Segment Start: RECORDS TO PROCESS

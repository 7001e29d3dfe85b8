use std::io;

use anyhow::Result;
use java2rs_cli::{build_command, run};
use java2rs_core::{init_tracing, init_tracing_with};

fn main() -> Result<()> {
    let matches = build_command().get_matches();

    // Initialize logging
    if matches.get_flag("debug") {
        init_tracing_with("java2rs_core=debug");
    } else {
        init_tracing();
    }

    let code = run(&matches, &mut io::stdout().lock())?;
    std::process::exit(code);
}
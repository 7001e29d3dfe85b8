// Filling item skeletons: resolved types, initializers, signatures and bodies
use std::collections::{HashMap, HashSet};

use crate::ast::{AssignOp, JavaVisibility, LiteralKind, NodeId, NodeKind, TypeParam};
use crate::model::render::braced;
use crate::model::{Field, GenericParam, Generics, Item, ItemKind, Method, Param, Receiver, Visibility};
use crate::naming::value_name;
use crate::resolve::{Resolve, ResolvedType};
use crate::scope::DeclKind;

use super::{Emitter, RoutineFrame};

/// Field uses of a constructor body, by registered field name
#[derive(Default)]
struct FactoryUses {
    /// Top-level `this.f = e` statements per field
    top_level: HashMap<String, usize>,
    /// Assigned anywhere else
    assigned: HashSet<String>,
    read: HashSet<String>,
}

/// An enum's own zero-parameter method named after one of its instance fields
#[derive(Debug, Clone, Copy, PartialEq, Eq)]
pub(crate) enum EnumGetter {
    /// Body is `return field;`; the generated accessor replaces it
    Plain,
    /// Any other body; the generated accessor is named `<field>_value`
    Custom,
}
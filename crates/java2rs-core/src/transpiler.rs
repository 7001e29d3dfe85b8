//! Two-phase translation pipeline over a set of compilation units.
//!
//! Units are parsed as they are added. [`Transpiler::declare`] then indexes
//! every parsed unit and registers all emitted names, so that the later
//! phases see the complete registry regardless of unit order.
//! [`Transpiler::propagate_exceptions`] computes thrown sets over the whole
//! call graph and [`Transpiler::analyze`] builds each unit's scope model and
//! type table before filling its item model. [`Transpiler::render`] produces
//! exactly one [`UnitOutcome`] per unit.
//!
//! A failure inside one unit, including a panic, is caught at the unit
//! boundary and never affects its siblings.

use std::any::Any;
use std::panic::{catch_unwind, AssertUnwindSafe};
use std::path::Path;

use serde::Serialize;
use tracing::{debug, info, warn};

use crate::ast::SyntaxTree;
use crate::diagnostics::Diagnostic;
use crate::emit::{emit_module, EmitContext, ReceiverAnalysis};
use crate::exceptions::ThrowAnalysis;
use crate::model::declare::declare_unit;
use crate::model::render::ToRust;
use crate::model::Module;
use crate::naming::{escape_keyword, to_snake_case, NameRegistry};
use crate::parser::{JavaParser, ParseError, Parser};
use crate::resolve::{ProjectIndex, UnitId};
use crate::scope::{build_scopes, ScopeTracker};
use crate::types::infer_types;
use crate::{Result, TranspileConfig, TranspileError};

/// Classification of one unit's result
#[derive(Debug, Clone, Copy, PartialEq, Eq, Serialize)]
#[serde(rename_all = "snake_case")]
pub enum UnitStatus {
    Success,
    ParseFailure,
    InternalFault,
}

/// Rendered text of one unit plus its classification
#[derive(Debug, Clone, PartialEq, Serialize)]
pub struct UnitOutcome {
    pub path: String,
    pub module_path: String,
    pub status: UnitStatus,
    pub text: String,
    pub diagnostics: Vec<Diagnostic>,
}

impl UnitOutcome {
    pub fn is_success(&self) -> bool {
        self.status == UnitStatus::Success
    }
}

#[derive(Debug)]
enum Failure {
    Parse(ParseError),
    Internal(String),
}

impl Failure {
    fn status(&self) -> UnitStatus {
        match self {
            Failure::Parse(_) => UnitStatus::ParseFailure,
            Failure::Internal(_) => UnitStatus::InternalFault,
        }
    }

    fn message(&self) -> String {
        match self {
            Failure::Parse(err) => err.to_string(),
            Failure::Internal(message) => message.clone(),
        }
    }
}

struct Unit {
    path: String,
    module_path: String,
    tree: Option<SyntaxTree>,
    module: Option<Module>,
    scopes: Option<ScopeTracker>,
    failure: Option<Failure>,
    diagnostics: Vec<Diagnostic>,
}

impl Unit {
    fn fail(&mut self, failure: Failure) {
        warn!("{}: {}", self.path, failure.message());
        self.failure = Some(failure);
        self.module = None;
        self.scopes = None;
    }

    fn is_healthy(&self) -> bool {
        self.failure.is_none() && self.tree.is_some()
    }
}

/// Module path of a source file placed at the crate root: `crate::snake_stem`
pub fn module_path_for(path: &Path) -> String {
    let stem = path
        .file_stem()
        .map(|s| s.to_string_lossy().to_string())
        .unwrap_or_default();
    if stem.is_empty() {
        "crate".to_string()
    } else {
        format!("crate::{}", escape_keyword(&to_snake_case(&stem)))
    }
}

fn panic_message(payload: Box<dyn Any + Send>) -> String {
    if let Some(text) = payload.downcast_ref::<&str>() {
        format!("internal fault: {text}")
    } else if let Some(text) = payload.downcast_ref::<String>() {
        format!("internal fault: {text}")
    } else {
        "internal fault".to_string()
    }
}

/// Translation pipeline owning units, index, registry and analyses of one run
pub struct Transpiler {
    config: TranspileConfig,
    parser: JavaParser,
    units: Vec<Unit>,
    index: ProjectIndex,
    registry: NameRegistry,
    throws: ThrowAnalysis,
    receivers: ReceiverAnalysis,
}

impl Transpiler {
    pub fn new(config: TranspileConfig) -> Result<Self> {
        Ok(Self {
            config,
            parser: JavaParser::new()?,
            units: Vec::new(),
            index: ProjectIndex::default(),
            registry: NameRegistry::new(),
            throws: ThrowAnalysis::default(),
            receivers: ReceiverAnalysis::new(),
        })
    }

    pub fn config(&self) -> &TranspileConfig {
        &self.config
    }

    pub fn unit_count(&self) -> usize {
        self.units.len()
    }

    /// Parse and store a unit at the crate root
    pub fn add_unit(&mut self, path: impl Into<String>, text: &str) -> UnitId {
        let path = path.into();
        let module_path = module_path_for(Path::new(&path));
        self.add_unit_in(path, module_path, text)
    }

    /// Parse and store a unit under an explicit module path; parse failures are kept
    pub fn add_unit_in(&mut self, path: impl Into<String>, module_path: impl Into<String>, text: &str) -> UnitId {
        let id = UnitId(self.units.len());
        let mut unit = Unit {
            path: path.into(),
            module_path: module_path.into(),
            tree: None,
            module: None,
            scopes: None,
            failure: None,
            diagnostics: Vec::new(),
        };
        match self.parser.parse(text) {
            Ok(tree) => {
                debug!("{id}: parsed {} ({} node(s))", unit.path, tree.len());
                unit.tree = Some(tree);
            }
            Err(err) => unit.fail(Failure::Parse(err)),
        }
        self.units.push(unit);
        id
    }

    fn trees(&self) -> impl Iterator<Item = (UnitId, &SyntaxTree)> {
        self.units
            .iter()
            .enumerate()
            .filter(|(_, unit)| unit.is_healthy())
            .filter_map(|(i, unit)| unit.tree.as_ref().map(|tree| (UnitId(i), tree)))
    }

    /// Index all parsed units and register every declared name
    pub fn declare(&mut self) {
        self.index = ProjectIndex::build(self.trees());
        debug!("declare: indexed {} type(s)", self.index.types().count());
        let Self {
            units,
            index,
            registry,
            ..
        } = self;
        for (i, unit) in units.iter_mut().enumerate() {
            if !unit.is_healthy() {
                continue;
            }
            let Some(tree) = unit.tree.as_ref() else {
                continue;
            };
            let module_path = unit.module_path.clone();
            let declared = catch_unwind(AssertUnwindSafe(|| {
                declare_unit(UnitId(i), tree, &*index, registry, &module_path)
            }));
            match declared {
                Ok(Ok(module)) => unit.module = Some(module),
                Ok(Err(err)) => unit.fail(Failure::Internal(TranspileError::from(err).to_string())),
                Err(payload) => unit.fail(Failure::Internal(panic_message(payload))),
            }
        }
    }

    /// Thrown sets of every routine, to a fixed point over all units
    pub fn propagate_exceptions(&mut self) {
        let throws = ThrowAnalysis::analyze(self.trees(), &self.index);
        debug!(
            "exceptions: {} throwing routine(s)",
            throws.throwing_routines().count()
        );
        self.throws = throws;
    }

    /// Scope model, type table and emitted text of every declared unit
    pub fn analyze(&mut self) {
        let Self {
            config,
            units,
            index,
            registry,
            throws,
            receivers,
            ..
        } = self;

        for (i, unit) in units.iter_mut().enumerate() {
            if !unit.is_healthy() || unit.module.is_none() {
                continue;
            }
            let Some(tree) = unit.tree.as_ref() else {
                continue;
            };
            let id = UnitId(i);
            let built = catch_unwind(AssertUnwindSafe(|| {
                let mut scopes = build_scopes(id, tree, &*index)?;
                infer_types(id, tree, &*index, &mut scopes);
                Ok::<_, TranspileError>(scopes)
            }));
            match built {
                Ok(Ok(scopes)) => unit.scopes = Some(scopes),
                Ok(Err(err)) => unit.fail(Failure::Internal(err.to_string())),
                Err(payload) => unit.fail(Failure::Internal(panic_message(payload))),
            }
        }

        let mut analysis = ReceiverAnalysis::new();
        for (i, unit) in units.iter().enumerate() {
            if let (Some(tree), Some(scopes), None) = (&unit.tree, &unit.scopes, &unit.failure) {
                analysis.collect_unit(UnitId(i), tree, index, scopes);
            }
        }
        analysis.solve();
        *receivers = analysis;

        let ctx = EmitContext {
            index: &*index,
            registry: &*registry,
            throws: &*throws,
            receivers: &*receivers,
            config: &*config,
        };
        for (i, unit) in units.iter_mut().enumerate() {
            let (Some(tree), Some(scopes), Some(module), None) =
                (&unit.tree, &mut unit.scopes, &mut unit.module, &unit.failure)
            else {
                continue;
            };
            for routine in throws.throwing_routines() {
                scopes.mark_throwing(routine);
            }
            let emitted = catch_unwind(AssertUnwindSafe(|| {
                emit_module(ctx, UnitId(i), tree, scopes, module);
            }));
            match emitted {
                Ok(()) => unit.diagnostics.extend(scopes.take_diagnostics()),
                Err(payload) => unit.fail(Failure::Internal(panic_message(payload))),
            }
        }
    }

    /// One outcome per unit, in the order units were added
    pub fn render(&self) -> Vec<UnitOutcome> {
        self.units.iter().map(|unit| self.render_unit(unit)).collect()
    }

    fn render_unit(&self, unit: &Unit) -> UnitOutcome {
        if let Some(failure) = &unit.failure {
            let message = failure.message();
            return UnitOutcome {
                path: unit.path.clone(),
                module_path: unit.module_path.clone(),
                status: failure.status(),
                text: format!("/*\nFIXME: {message}\n*/\n"),
                diagnostics: vec![Diagnostic::error(message)],
            };
        }
        let mut text = unit
            .module
            .as_ref()
            .map(|module| module.to_rust(&self.config.indent))
            .unwrap_or_default();
        if self.config.include_diagnostics {
            for diagnostic in &unit.diagnostics {
                text.push_str(&format!("// warning: {diagnostic}\n"));
            }
        }
        UnitOutcome {
            path: unit.path.clone(),
            module_path: unit.module_path.clone(),
            status: UnitStatus::Success,
            text,
            diagnostics: unit.diagnostics.clone(),
        }
    }

    /// Declare, propagate, analyze and render every unit added so far
    pub fn run(&mut self) -> Vec<UnitOutcome> {
        self.declare();
        self.propagate_exceptions();
        self.analyze();
        let outcomes = self.render();
        let failed = outcomes.iter().filter(|o| !o.is_success()).count();
        info!(
            "transpiled {} unit(s), {} failed",
            outcomes.len(),
            failed
        );
        outcomes
    }
}

/// Translate a single compilation unit with the default configuration
pub fn transpile_source(text: &str) -> Result<String> {
    transpile_source_with(text, TranspileConfig::default())
}

pub fn transpile_source_with(text: &str, config: TranspileConfig) -> Result<String> {
    let mut transpiler = Transpiler::new(config)?;
    transpiler.add_unit_in("<input>", "crate", text);
    transpiler.declare();
    transpiler.propagate_exceptions();
    transpiler.analyze();
    if let Some(failure) = transpiler.units.first().and_then(|u| u.failure.as_ref()) {
        return Err(match failure {
            Failure::Parse(err) => TranspileError::Parse(err.clone()),
            Failure::Internal(message) => TranspileError::Internal(message.clone()),
        });
    }
    let outcome = transpiler
        .render()
        .pop()
        .ok_or_else(|| TranspileError::Internal("no unit produced".to_string()))?;
    Ok(outcome.text)
}

#[cfg(test)]
mod tests {
    use pretty_assertions::assert_eq;

    use super::*;

    #[test]
    fn parse_failures_are_wrapped_per_unit() {
        let mut transpiler = Transpiler::new(TranspileConfig::default()).unwrap();
        transpiler.add_unit("Good.java", "class Good { int i; }");
        transpiler.add_unit("Bad.java", "class Bad { int }");
        let outcomes = transpiler.run();
        assert_eq!(outcomes.len(), 2);
        assert_eq!(outcomes[0].status, UnitStatus::Success);
        assert_eq!(outcomes[0].module_path, "crate::good");
        assert_eq!(outcomes[1].status, UnitStatus::ParseFailure);
        assert!(outcomes[1].text.starts_with("/*\nFIXME: "));
        assert!(outcomes[1].text.ends_with("\n*/\n"));
    }

    #[test]
    fn cross_unit_types_use_module_paths() {
        let mut transpiler = Transpiler::new(TranspileConfig::default()).unwrap();
        transpiler.add_unit("Shape.java", "class Shape { }");
        transpiler.add_unit("Holder.java", "class Holder { Shape shape; }");
        let outcomes = transpiler.run();
        assert!(outcomes[1].text.contains("shape: crate::shape::Shape,"), "{}", outcomes[1].text);
    }

    #[test]
    fn transpile_source_reports_parse_errors() {
        let err = transpile_source("class {").unwrap_err();
        assert!(matches!(err, TranspileError::Parse(_)));
    }

    #[test]
    fn output_is_stable_across_runs() {
        let source = "class A { int n; int next() { n += 1; return n; } }";
        assert_eq!(transpile_source(source).unwrap(), transpile_source(source).unwrap());
    }

    #[test]
    fn advisories_are_reported_once() {
        let mut transpiler = Transpiler::new(TranspileConfig::default()).unwrap();
        transpiler.add_unit("A.java", "class A { void m() { int a = 1; int a = 2; } }");
        let outcomes = transpiler.run();
        assert_eq!(outcomes[0].diagnostics.len(), 1);
        assert_eq!(outcomes[0].text.matches("// warning: ").count(), 1);
    }

    #[test]
    fn cyclic_supertypes_do_not_stop_the_run() {
        let mut transpiler = Transpiler::new(TranspileConfig::default()).unwrap();
        transpiler.add_unit("A.java", "class A extends B { int a; int get() { return a; } }");
        transpiler.add_unit("B.java", "class B extends A { }");
        transpiler.add_unit("C.java", "class C { }");
        let outcomes = transpiler.run();
        assert_eq!(outcomes.len(), 3);
        assert!(outcomes.iter().all(UnitOutcome::is_success));
        assert!(outcomes[1].text.contains("base: crate::a::A,"), "{}", outcomes[1].text);
        assert_eq!(outcomes[2].text, "struct C;\n\nimpl C {}\n");
    }

    #[test]
    fn module_paths_follow_file_stems() {
        assert_eq!(module_path_for(Path::new("src/HttpServer.java")), "crate::http_server");
        assert_eq!(module_path_for(Path::new("Type.java")), "crate::r#type");
    }
}
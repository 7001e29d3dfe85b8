use serde::{Deserialize, Serialize};

#[derive(Debug, Clone, Copy, PartialEq, Eq, Hash, Serialize, Deserialize)]
pub enum BinaryOp {
    Add,
    Sub,
    Mul,
    Div,
    Rem,
    Shl,
    Shr,
    UShr,
    BitAnd,
    BitOr,
    BitXor,
    And,
    Or,
    Eq,
    Ne,
    Lt,
    Le,
    Gt,
    Ge,
}

impl BinaryOp {
    pub fn from_token(token: &str) -> Option<Self> {
        Some(match token {
            "+" => Self::Add,
            "-" => Self::Sub,
            "*" => Self::Mul,
            "/" => Self::Div,
            "%" => Self::Rem,
            "<<" => Self::Shl,
            ">>" => Self::Shr,
            ">>>" => Self::UShr,
            "&" => Self::BitAnd,
            "|" => Self::BitOr,
            "^" => Self::BitXor,
            "&&" => Self::And,
            "||" => Self::Or,
            "==" => Self::Eq,
            "!=" => Self::Ne,
            "<" => Self::Lt,
            "<=" => Self::Le,
            ">" => Self::Gt,
            ">=" => Self::Ge,
            _ => return None,
        })
    }

    pub fn java_symbol(self) -> &'static str {
        match self {
            Self::UShr => ">>>",
            other => other.rust_symbol(),
        }
    }

    /// Rust spelling; unsigned shift has no direct counterpart and maps to `>>`
    pub fn rust_symbol(self) -> &'static str {
        match self {
            Self::Add => "+",
            Self::Sub => "-",
            Self::Mul => "*",
            Self::Div => "/",
            Self::Rem => "%",
            Self::Shl => "<<",
            Self::Shr | Self::UShr => ">>",
            Self::BitAnd => "&",
            Self::BitOr => "|",
            Self::BitXor => "^",
            Self::And => "&&",
            Self::Or => "||",
            Self::Eq => "==",
            Self::Ne => "!=",
            Self::Lt => "<",
            Self::Le => "<=",
            Self::Gt => ">",
            Self::Ge => ">=",
        }
    }

    /// Binding strength in Rust; higher binds tighter
    pub fn rust_precedence(self) -> u8 {
        match self {
            Self::Mul | Self::Div | Self::Rem => 10,
            Self::Add | Self::Sub => 9,
            Self::Shl | Self::Shr | Self::UShr => 8,
            Self::BitAnd => 7,
            Self::BitXor => 6,
            Self::BitOr => 5,
            Self::Eq | Self::Ne | Self::Lt | Self::Le | Self::Gt | Self::Ge => 4,
            Self::And => 3,
            Self::Or => 2,
        }
    }

    pub fn is_comparison(self) -> bool {
        matches!(
            self,
            Self::Eq | Self::Ne | Self::Lt | Self::Le | Self::Gt | Self::Ge
        )
    }

    pub fn is_logical(self) -> bool {
        matches!(self, Self::And | Self::Or)
    }

    pub fn is_bitwise(self) -> bool {
        matches!(self, Self::BitAnd | Self::BitOr | Self::BitXor)
    }

    pub fn is_shift(self) -> bool {
        matches!(self, Self::Shl | Self::Shr | Self::UShr)
    }

    pub fn is_arithmetic(self) -> bool {
        matches!(
            self,
            Self::Add | Self::Sub | Self::Mul | Self::Div | Self::Rem
        )
    }
}

#[derive(Debug, Clone, Copy, PartialEq, Eq, Serialize, Deserialize)]
pub enum AssignOp {
    Assign,
    Compound(BinaryOp),
}

impl AssignOp {
    pub fn from_token(token: &str) -> Option<Self> {
        if token == "=" {
            return Some(Self::Assign);
        }
        let op = token.strip_suffix('=')?;
        BinaryOp::from_token(op).map(Self::Compound)
    }

    pub fn java_symbol(self) -> String {
        match self {
            Self::Assign => "=".to_string(),
            Self::Compound(op) => format!("{}=", op.java_symbol()),
        }
    }
}

#[derive(Debug, Clone, Copy, PartialEq, Eq, Serialize, Deserialize)]
pub enum UnaryOp {
    Plus,
    Minus,
    Not,
    BitNot,
}

impl UnaryOp {
    pub fn from_token(token: &str) -> Option<Self> {
        Some(match token {
            "+" => Self::Plus,
            "-" => Self::Minus,
            "!" => Self::Not,
            "~" => Self::BitNot,
            _ => return None,
        })
    }
}

#[derive(Debug, Clone, Copy, PartialEq, Eq, Serialize, Deserialize)]
pub enum UpdateOp {
    Increment,
    Decrement,
}

impl UpdateOp {
    pub fn compound_symbol(self) -> &'static str {
        match self {
            Self::Increment => "+=",
            Self::Decrement => "-=",
        }
    }
}

#[cfg(test)]
mod tests {
    use super::*;

    #[test]
    fn compound_assignment_tokens() {
        assert_eq!(AssignOp::from_token("="), Some(AssignOp::Assign));
        assert_eq!(
            AssignOp::from_token(">>>="),
            Some(AssignOp::Compound(BinaryOp::UShr))
        );
        assert_eq!(AssignOp::from_token("=="), None);
    }

    #[test]
    fn bitwise_binds_tighter_than_comparison_in_rust() {
        assert!(BinaryOp::BitAnd.rust_precedence() > BinaryOp::Eq.rust_precedence());
        assert!(BinaryOp::Mul.rust_precedence() > BinaryOp::Add.rust_precedence());
    }
}
//! Directory driver: module tree layout and summaries

use std::fs;

use anyhow::Result;
use java2rs_core::{FileDriver, TranspileConfig};
use tempfile::TempDir;

#[test]
fn test_directory_becomes_module_tree() -> Result<()> {
    let source = TempDir::new()?;
    let output = TempDir::new()?;
    fs::create_dir_all(source.path().join("shapes"))?;
    fs::write(source.path().join("Main.java"), "class Main { }")?;
    fs::write(source.path().join("shapes/Circle.java"), "class Circle { double radius; }")?;
    fs::write(source.path().join("notes.txt"), "not java")?;

    let summary = FileDriver::new().transform_directory(source.path(), output.path())?;
    assert_eq!(summary.files_processed, 2);
    assert_eq!(summary.files_converted, 2);
    assert!(summary.success());

    let lib = fs::read_to_string(output.path().join("lib.rs"))?;
    assert_eq!(lib, "pub mod main;\npub mod shapes;\n");
    let shapes = fs::read_to_string(output.path().join("shapes/mod.rs"))?;
    assert_eq!(shapes, "pub mod circle;\n");
    let circle = fs::read_to_string(output.path().join("shapes/circle.rs"))?;
    assert!(circle.contains("radius: f64,"), "{circle}");
    assert!(!output.path().join("notes.rs").exists());
    Ok(())
}

#[test]
fn test_cross_file_references_use_module_paths() -> Result<()> {
    let source = TempDir::new()?;
    let output = TempDir::new()?;
    fs::create_dir_all(source.path().join("model"))?;
    fs::write(source.path().join("model/Point.java"), "class Point { int x; }")?;
    fs::write(source.path().join("Line.java"), "class Line { Point start; }")?;

    FileDriver::new().transform_directory(source.path(), output.path())?;
    let line = fs::read_to_string(output.path().join("line.rs"))?;
    assert!(line.contains("start: crate::model::point::Point,"), "{line}");
    Ok(())
}

#[test]
fn test_parse_failures_are_counted() -> Result<()> {
    let source = TempDir::new()?;
    let output = TempDir::new()?;
    fs::write(source.path().join("Broken.java"), "class Broken {")?;
    fs::write(source.path().join("Good.java"), "class Good { }")?;

    let summary = FileDriver::new().transform_directory(source.path(), output.path())?;
    assert_eq!(summary.files_processed, 2);
    assert_eq!(summary.files_failed, 1);
    assert_eq!(summary.errors.len(), 1);
    assert!(!summary.success());
    let broken = fs::read_to_string(output.path().join("broken.rs"))?;
    assert!(broken.starts_with("/*\nFIXME: "));
    Ok(())
}

#[test]
fn test_single_file_transform() -> Result<()> {
    let source = TempDir::new()?;
    let output = TempDir::new()?;
    let input = source.path().join("Single.java");
    fs::write(&input, "class Single { int i; }")?;
    let target = output.path().join("out/single.rs");

    let summary = FileDriver::new().transform_file(&input, &target)?;
    assert_eq!(summary.files_converted, 1);
    assert_eq!(fs::read_to_string(target)?, "struct Single {\n    i: i32,\n}\n\nimpl Single {}\n");
    Ok(())
}

#[test]
fn test_configured_extensions() -> Result<()> {
    let source = TempDir::new()?;
    let output = TempDir::new()?;
    fs::write(source.path().join("A.jav"), "class A { }")?;
    fs::write(source.path().join("B.java"), "class B { }")?;

    let config = TranspileConfig {
        source_extensions: vec!["jav".to_string()],
        ..TranspileConfig::default()
    };
    let summary = FileDriver::new()
        .config(config)
        .transform_directory(source.path(), output.path())?;
    assert_eq!(summary.files_processed, 1);
    assert!(output.path().join("a.rs").exists());
    Ok(())
}

#[test]
fn test_missing_source_directory_is_an_error() {
    let output = TempDir::new().unwrap();
    let result = FileDriver::new().transform_directory("/definitely/not/here", output.path());
    assert!(result.is_err());
}

#[test]
fn test_summary_serializes_to_json() -> Result<()> {
    let source = TempDir::new()?;
    let output = TempDir::new()?;
    fs::write(source.path().join("A.java"), "class A { }")?;
    let summary = FileDriver::new().transform_directory(source.path(), output.path())?;
    let json = serde_json::to_value(&summary)?;
    assert_eq!(json["files_converted"], 1);
    Ok(())
}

Segment End: RECORDS TO PROCESS

- _EXERCISE PROMPT_: Take the entries above and copy them exactly from the first line through the line with "type table before"; leave out every line after it.

- _RESULT_:
repository 7001e29d3dfe85b8
use std::io;

use anyhow::Result;
use java2rs_cli::{build_command, run};
use java2rs_core::{init_tracing, init_tracing_with};

fn main() -> Result<()> {
    let matches = build_command().get_matches();

    // Initialize logging
    if matches.get_flag("debug") {
        init_tracing_with("java2rs_core=debug");
    } else {
        init_tracing();
    }

    let code = run(&matches, &mut io::stdout().lock())?;
    std::process::exit(code);
}
repository 7001e29d3dfe85b8
// Filling item skeletons: resolved types, initializers, signatures and bodies
use std::collections::{HashMap, HashSet};

use crate::ast::{AssignOp, JavaVisibility, LiteralKind, NodeId, NodeKind, TypeParam};
use crate::model::render::braced;
use crate::model::{Field, GenericParam, Generics, Item, ItemKind, Method, Param, Receiver, Visibility};
use crate::naming::value_name;
use crate::resolve::{Resolve, ResolvedType};
use crate::scope::DeclKind;

use super::{Emitter, RoutineFrame};

/// Field uses of a constructor body, by registered field name
#[derive(Default)]
struct FactoryUses {
    /// Top-level `this.f = e` statements per field
    top_level: HashMap<String, usize>,
    /// Assigned anywhere else
    assigned: HashSet<String>,
    read: HashSet<String>,
}

/// An enum's own zero-parameter method named after one of its instance fields
#[derive(Debug, Clone, Copy, PartialEq, Eq)]
pub(crate) enum EnumGetter {
    /// Body is `return field;`; the generated accessor replaces it
    Plain,
    /// Any other body; the generated accessor is named `<field>_value`
    Custom,
}
filename crates/java2rs-core/src/transpiler.rs
repository 7001e29d3dfe85b8
//! Two-phase translation pipeline over a set of compilation units.
//!
//! Units are parsed as they are added. [`Transpiler::declare`] then indexes
//! every parsed unit and registers all emitted names, so that the later
//! phases see the complete registry regardless of unit order.
//! [`Transpiler::propagate_exceptions`] computes thrown sets over the whole
//! call graph and [`Transpiler::analyze`] builds each unit's scope model and
//! type table before filling its item model. [`Transpiler::render`] produces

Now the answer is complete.